Qu’en est — il de la Roumanie? En tant qu’Etat situé à la frontière orientale de l’OTAN, sa priorité absolue à l’heure actuelle est de renforcer ce flanc est de l’Alliance, affirment les autorités roumaines. Récemment, lors du Forum sur la sécurité mondiale (GLOBSEC) de Bratislava, le chef de la diplomatie roumaine, Bodgan Aurescu a fait référence à la crise sécuritaire sans précédent en Europe depuis la Seconde Guerre Mondiale, déclenchée l’année dernière par la violation des normes fondamentales du droit international. Il a plaidé pour une approche commune et claire de la crise ukrainienne. Et cela, parce que malgré les accords, le conflit continue à faire des victimes, alors que son évolution est toujours incertaine.
Dans une interview pour Radio Roumanie, le professeur Iulian Fota, ancien conseiller présidentiel sur des questions liées à la sécurité, a passé en revue les possibles conséquences pour la Roumanie d’un conflit brûlant prolongé aux frontières du pays: « Notre situation de sécurité est étroitement liée à ce qui se passe en Ukraine. Elle avait déjà été mise en discussion par les événements de Géorgie en 2008. Cette crise ukrainienne, tout comme l’annexion illégale de la Crimée, ne font qu’accentuer ces incertitudes et ces soucis. En fait, la question qui se pose est de savoir ce nous devons faire dans cette situation. Nous ne contrôlons pas la situation internationale, car notre poids est moyen, sinon trop petit de ce point de vue, mais nous pouvons contrôler notre propre situation. D’où mon message: la meilleure réaction de la Roumanie face à une telle crise est de mettre de l’ordre dans notre propre pays ».

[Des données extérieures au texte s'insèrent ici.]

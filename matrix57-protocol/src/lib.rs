//! Matrix57 Two-Wire Command Protocol
//!
//! This crate defines the byte-level protocol a master uses to drive the
//! 5×7 dot-matrix module over a synchronous clock/data pair. There is no
//! return channel: the master paces the link and the module never answers.
//!
//! # Protocol Overview
//!
//! Bytes travel MSB first, one bit per clock pulse. Every byte is content
//! unless it is the reserved escape value, in which case the next byte is
//! an opcode:
//! ```text
//! ┌────────┬────────┬──────────────────────────────┐
//! │ ESCAPE │ OPCODE │ PARAMETERS (0–33 bytes)      │
//! │ 0x27   │ 1B     │ content bytes, opcode-defined│
//! └────────┴────────┴──────────────────────────────┘
//! ```
//!
//! Bytes outside a command (no preceding escape) are literal ASCII
//! characters shown one at a time.

#![cfg_attr(not(any(test, feature = "std")), no_std)]
#![deny(unsafe_code)]

pub mod command;
pub mod opcode;
pub mod wire;

pub use command::{Command, EncodeError, FontSelect, MAX_COMMAND_SIZE, MAX_MESSAGE_LEN};
pub use opcode::{Opcode, ESCAPE};
pub use wire::{bits_msb_first, HALF_BIT_PERIOD_US, INTER_COMMAND_GAP_MS};

/// Number of LED columns on the module
pub const NUM_COLUMNS: usize = 5;

/// Number of LED rows on the module
pub const NUM_ROWS: usize = 7;
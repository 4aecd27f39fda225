//! Matrix57 Hardware Abstraction Layer
//!
//! This crate defines the hardware capabilities the display core consumes.
//! Chip-specific crates implement them so the same multiplexing, link and
//! rendering code runs on the target and under host tests.
//!
//! # Architecture
//!
//! ```text
//! ┌─────────────────────────────────────────┐
//! │  Application (matrix57-fw)              │
//! └─────────────────────────────────────────┘
//!                     │
//!                     ▼
//! ┌─────────────────────────────────────────┐
//! │  matrix57-core / matrix57-display       │
//! └─────────────────────────────────────────┘
//!                     │
//!                     ▼
//! ┌─────────────────────────────────────────┐
//! │  matrix57-hal (this crate - traits)     │
//! └─────────────────────────────────────────┘
//!                     │
//!                     ▼
//!            ┌─────────────────┐
//!            │ matrix57-hal-   │
//!            │    stm32f0      │
//!            └─────────────────┘
//! ```
//!
//! # Traits
//!
//! - [`gpio::OutputPin`], [`gpio::InputPin`] - Digital I/O
//! - [`edge::Edge`] - Which clock transitions a link edge source reports

#![no_std]
#![deny(unsafe_code)]

pub mod edge;
pub mod gpio;

// Re-export key traits at crate root for convenience
pub use edge::{Edge, Level};
pub use gpio::{InputPin, OutputPin};
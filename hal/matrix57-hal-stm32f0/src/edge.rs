//! Link clock edge source
//!
//! On the STM32F0 the pin-change interrupt is an EXTI line. The firmware
//! binds the interrupt and builds the [`ExtiInput`]; [`ClockLine`] waits
//! for the selected transitions and reports the level the line settled at.

use embassy_stm32::exti::ExtiInput;
use embedded_hal_async::digital::Wait;
use matrix57_hal::{Edge, InputPin, Level};

/// Link clock pin with its edge selection (`register_edge_interrupt`)
pub struct ClockLine<'d> {
    pin: ExtiInput<'d>,
    edge: Edge,
}

impl<'d> ClockLine<'d> {
    pub fn new(pin: ExtiInput<'d>, edge: Edge) -> Self {
        Self { pin, edge }
    }

    pub fn edge(&self) -> Edge {
        self.edge
    }

    /// Wait for the next reported transition
    ///
    /// The level is sampled after the wake-up; a bit cell is far longer
    /// than the interrupt latency, so it is the level the edge produced.
    pub async fn wait(&mut self) -> Level {
        // EXTI waits cannot fail
        let _ = match self.edge {
            Edge::Rising => Wait::wait_for_rising_edge(&mut self.pin).await,
            Edge::Falling => Wait::wait_for_falling_edge(&mut self.pin).await,
            Edge::Any => Wait::wait_for_any_edge(&mut self.pin).await,
        };
        self.read()
    }

    pub fn into_inner(self) -> ExtiInput<'d> {
        self.pin
    }
}

impl InputPin for ClockLine<'_> {
    fn is_high(&self) -> bool {
        self.pin.is_high()
    }
}
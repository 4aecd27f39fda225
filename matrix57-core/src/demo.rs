//! Self-test demo
//!
//! When the link data line is high at power-on the firmware ignores the
//! link and plays a list of demos instead. Each demo produces ordinary
//! protocol bytes that are fed to the parser exactly like received ones,
//! so the demo doubles as an end-to-end test of parser and renderer.

use heapless::Vec;
use matrix57_display::{ShiftDir, NUM_COLUMNS, ROW_MASK};
use matrix57_protocol::{Command, ESCAPE, MAX_COMMAND_SIZE};

/// Pattern steps each demo runs before the next one starts
pub const DEMO_STEPS: u8 = 255;

/// Largest byte burst a single step can produce
pub const MAX_BURST: usize = 2 * MAX_COMMAND_SIZE;

/// Bytes produced by one step
pub type Burst = Vec<u8, MAX_BURST>;

const DEMO_MESSAGE: &[u8] = b"01234567890ABCDEF";

const CHEVRON: [u8; NUM_COLUMNS] = [0b0001_1100, 0b0011_1000, 0b0111_0000, 0b0011_1000, 0b0001_1100];

/// One entry of the demo playlist
#[derive(Debug, Clone, Copy, PartialEq, Eq)]
#[cfg_attr(feature = "defmt", derive(defmt::Format))]
pub enum Demo {
    /// Characters '0' to 'Z', one at a time
    Sequence,
    /// Scrolling message
    Message,
    /// A dot bouncing up and down, scrolled in column by column
    Wiggle,
    /// Random columns scrolled in
    RandomColumns,
    /// Random bar graph crawling in the given direction
    Graph(ShiftDir),
    /// Random bitmap drifting left, right, up and down
    Drift,
    /// Chevron rolling upward
    Chevron,
    /// Two-digit counter, character pair layout
    Counter { flipped: bool },
    /// Random dots crawling in the given direction
    Crawl(ShiftDir),
}

const PLAYLIST: [Demo; 17] = [
    Demo::Sequence,
    Demo::Message,
    Demo::Wiggle,
    Demo::RandomColumns,
    Demo::Graph(ShiftDir::IntoLast),
    Demo::Drift,
    Demo::Chevron,
    Demo::Counter { flipped: true },
    Demo::Counter { flipped: false },
    Demo::Graph(ShiftDir::IntoLast),
    Demo::Graph(ShiftDir::IntoFirst),
    Demo::Graph(ShiftDir::IntoHighRow),
    Demo::Graph(ShiftDir::IntoLowRow),
    Demo::Crawl(ShiftDir::IntoLast),
    Demo::Crawl(ShiftDir::IntoFirst),
    Demo::Crawl(ShiftDir::IntoHighRow),
    Demo::Crawl(ShiftDir::IntoLowRow),
];

/// 16-bit Galois LFSR
#[derive(Debug, Clone)]
struct Lfsr(u16);

impl Lfsr {
    fn next(&mut self) -> u8 {
        let carry = self.0 & 1 != 0;
        self.0 >>= 1;
        if carry {
            self.0 ^= 0xB400;
        }
        self.0 as u8
    }

    fn below(&mut self, bound: u8) -> u8 {
        self.next() % bound
    }
}

/// Content bytes may not collide with the escape code
fn sanitize(byte: u8) -> u8 {
    if byte == ESCAPE {
        byte ^ 1
    } else {
        byte
    }
}

fn emit(out: &mut Burst, command: Command<'_>) {
    if let Ok(bytes) = command.encode_to_vec() {
        // Bursts are sized for the longest step
        let stored = out.extend_from_slice(&bytes);
        debug_assert!(stored.is_ok(), "demo burst overflow");
    }
}

/// Demo playlist driven by the pattern rate
#[derive(Debug, Clone)]
pub struct DemoSequencer {
    index: usize,
    remaining: u8,
    started: bool,
    countdown: u8,
    /// Wiggle row or counter value
    phase: i8,
    direction: i8,
    /// Drift direction and how long it lasts
    drift_dir: u8,
    drift_left: u8,
    next_char: u8,
    graph_height: u8,
    frame: [u8; NUM_COLUMNS],
    rng: Lfsr,
}

impl Default for DemoSequencer {
    fn default() -> Self {
        Self::new()
    }
}

impl DemoSequencer {
    pub fn new() -> Self {
        Self {
            index: 0,
            remaining: DEMO_STEPS,
            started: false,
            countdown: 1,
            phase: 0,
            direction: 1,
            drift_dir: 3,
            drift_left: 3,
            next_char: b'0',
            graph_height: 0,
            frame: [0; NUM_COLUMNS],
            rng: Lfsr(0xACE1),
        }
    }

    /// Demo currently playing
    pub fn current(&self) -> Demo {
        PLAYLIST[self.index]
    }

    /// Advance one pattern step, returning the bytes to feed the parser
    pub fn step(&mut self) -> Burst {
        let mut out = Burst::new();
        let first = !self.started;
        self.started = true;

        match self.current() {
            Demo::Sequence => self.sequence(&mut out, first),
            Demo::Message => {
                if first {
                    emit(&mut out, Command::Message(DEMO_MESSAGE));
                }
            }
            Demo::Wiggle => self.wiggle(&mut out, first),
            Demo::RandomColumns => {
                if first {
                    emit(&mut out, Command::Reset);
                    self.countdown = 1;
                }
                if self.tick(2) {
                    let column = self.rng.below(128);
                    emit(&mut out, Command::DataScroll(sanitize(column)));
                }
            }
            Demo::Graph(dir) => {
                if first {
                    emit(&mut out, Command::ShiftDir(dir.to_byte()));
                    emit(&mut out, Command::Transition(0));
                }
                if self.tick(2) {
                    let column = self.graph();
                    emit(&mut out, Command::DataScroll(column));
                }
            }
            Demo::Drift => self.drift(&mut out, first),
            Demo::Chevron => {
                if first {
                    self.frame = CHEVRON;
                }
                if self.tick(4) {
                    roll_up(&mut self.frame);
                    emit(&mut out, Command::Data(self.frame.map(sanitize)));
                }
            }
            Demo::Counter { flipped } => self.counter(&mut out, first, flipped),
            Demo::Crawl(dir) => {
                if first {
                    emit(&mut out, Command::ShiftDir(dir.to_byte()));
                    emit(&mut out, Command::Transition(0));
                }
                if self.tick(2) {
                    let mut column = 0;
                    for row in 0..7 {
                        if self.rng.next() >> 1 > 100 {
                            column |= 1 << row;
                        }
                    }
                    emit(&mut out, Command::DataScroll(sanitize(column)));
                }
            }
        }

        self.remaining -= 1;
        if self.remaining == 0 {
            self.index = (self.index + 1) % PLAYLIST.len();
            self.remaining = DEMO_STEPS;
            self.started = false;
            emit(&mut out, Command::Reset);
        }
        out
    }

    /// Count down the step timer, reloading it with `interval` when it fires
    fn tick(&mut self, interval: u8) -> bool {
        self.countdown = self.countdown.saturating_sub(1);
        if self.countdown == 0 {
            self.countdown = interval;
            true
        } else {
            false
        }
    }

    fn sequence(&mut self, out: &mut Burst, first: bool) {
        if first {
            emit(out, Command::Reset);
            self.next_char = b'0';
        }
        if self.tick(10) {
            emit(out, Command::Character(self.next_char));
            self.next_char = if self.next_char >= b'Z' {
                b'0'
            } else {
                self.next_char + 1
            };
        }
    }

    fn wiggle(&mut self, out: &mut Burst, first: bool) {
        if first {
            self.phase = 0;
            self.direction = 1;
        }
        if self.tick(5) {
            let row = self.phase.clamp(0, 6).unsigned_abs();
            emit(out, Command::DataScroll(1 << row));

            self.phase += self.direction;
            if self.phase <= 0 || self.phase >= 6 {
                self.direction = -self.direction;
            }
        }
    }

    /// Bar of random height that drifts by at most one row per call
    fn graph(&mut self) -> u8 {
        let bar = (1u8 << self.graph_height) - 1;
        if self.rng.next() <= 128 {
            self.graph_height = self.graph_height.saturating_sub(1);
        } else if self.graph_height < 6 {
            self.graph_height += 1;
        }
        bar
    }

    fn drift(&mut self, out: &mut Burst, first: bool) {
        if first {
            for column in &mut self.frame {
                *column = self.rng.below(128);
            }
            self.drift_dir = 3;
            self.drift_left = 3;
            self.countdown = 3;
        }
        if !self.tick(3) {
            return;
        }

        match self.drift_dir {
            0 => self.frame.rotate_right(1),
            1 => self.frame.rotate_left(1),
            2 => roll_up(&mut self.frame),
            _ => roll_down(&mut self.frame),
        }

        self.drift_left -= 1;
        if self.drift_left == 0 {
            self.drift_left = 15;
            self.drift_dir = if self.drift_dir == 0 { 3 } else { self.drift_dir - 1 };
        }
        emit(out, Command::Data(self.frame.map(sanitize)));
    }

    fn counter(&mut self, out: &mut Burst, first: bool, flipped: bool) {
        if first {
            emit(out, Command::Transition(0));
            self.phase = 0;
        }
        let interval = if flipped { 10 } else { 3 };
        if self.tick(interval) {
            self.phase = (self.phase + 1) % 100;
            // phase stays in 0..100
            let value = self.phase.unsigned_abs();
            emit(
                out,
                Command::TwoChars {
                    first: b'0' + value / 10,
                    second: b'0' + value % 10,
                    flipped,
                },
            );
        }
    }
}

/// Rotate every column one row toward bit 6, wrapping
fn roll_up(frame: &mut [u8; NUM_COLUMNS]) {
    for column in frame.iter_mut() {
        let top = (*column >> 6) & 1;
        *column = ((*column << 1) | top) & ROW_MASK;
    }
}

/// Rotate every column one row toward bit 0, wrapping
fn roll_down(frame: &mut [u8; NUM_COLUMNS]) {
    for column in frame.iter_mut() {
        let bottom = *column & 1;
        *column = (*column >> 1) | (bottom << 6);
    }
}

Et pour cause, explique Iulian Fota: « on ne sait pas ce que l’avenir nous réservera et j’espère que les expériences vécues par le passé ne se répèteront pas, comme ce fut le cas par exemple en 1940. Nous avons alors été mis à dure épreuve. On nous a donné 48 heures pour céder des territoires nationaux et nous, nous avons été incapables de réagir ».